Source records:
use std::collections::HashMap;

/// Case-insensitive, multi valued header overrides.
///
/// Entries keep the case of the name they were first written with and iterate in insertion
/// order. An entry without values hides the header of the same name in the underlying request.
#[derive(Debug, Clone, Default)]
pub struct HeaderOverlay {
    entries: Vec<(String, Vec<String>)>,
    index: HashMap<String, usize>,
}

impl HeaderOverlay {
    pub fn new() -> Self {
        HeaderOverlay::default()
    }

    fn entry(&mut self, name: &str) -> &mut Vec<String> {
        let key = name.to_ascii_lowercase();
        let position = match self.index.get(&key).copied() {
            Some(position) => position,
            None => {
                self.entries.push((name.to_owned(), Vec::new()));
                self.index.insert(key, self.entries.len() - 1);
                self.entries.len() - 1
            }
        };
        &mut self.entries[position].1
    }

    /// Replace all values of `name` with `value`.
    ///
    /// ```rust
    /// # use x_forwarded::HeaderOverlay;
    /// let mut overlay = HeaderOverlay::new();
    /// overlay.set("myheader", "lower Case");
    /// overlay.set("MYHEADER", "UPPER CASE");
    /// overlay.set("MyHeader", "Camel Case");
    /// assert_eq!(1, overlay.len());
    /// assert_eq!(Some(&["Camel Case".to_string()][..]), overlay.get("myheader"));
    /// ```
    pub fn set(&mut self, name: &str, value: impl Into<String>) {
        let values = self.entry(name);
        values.clear();
        values.push(value.into());
    }

    /// Add a value to `name`, after the values already set.
    pub fn append(&mut self, name: &str, value: impl Into<String>) {
        self.entry(name).push(value.into());
    }

    /// Hide `name`, regardless of what the underlying request holds.
    pub fn remove(&mut self, name: &str) {
        self.entry(name).clear();
    }

    /// The values of `name` if the overlay has an entry for it.
    ///
    /// An empty slice means the header is removed.
    pub fn get(&self, name: &str) -> Option<&[String]> {
        self.index
            .get(&name.to_ascii_lowercase())
            .map(|&position| self.entries[position].1.as_slice())
    }

    /// `true` if the overlay decides the values of `name`.
    pub fn contains(&self, name: &str) -> bool {
        self.index.contains_key(&name.to_ascii_lowercase())
    }

    /// All entries, removed headers included, in insertion order.
    pub fn iter(&self) -> impl Iterator<Item = (&str, &[String])> {
        self.entries
            .iter()
            .map(|(name, values)| (name.as_str(), values.as_slice()))
    }

    /// Number of distinct header names, removed headers included.
    pub fn len(&self) -> usize {
        self.entries.len()
    }

    pub fn is_empty(&self) -> bool {
        self.entries.is_empty()
    }
}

__ABOUT THIS TASK__
For each line above that contains "Some", add one to a count, then state only the final number.

__RESPONSE__
2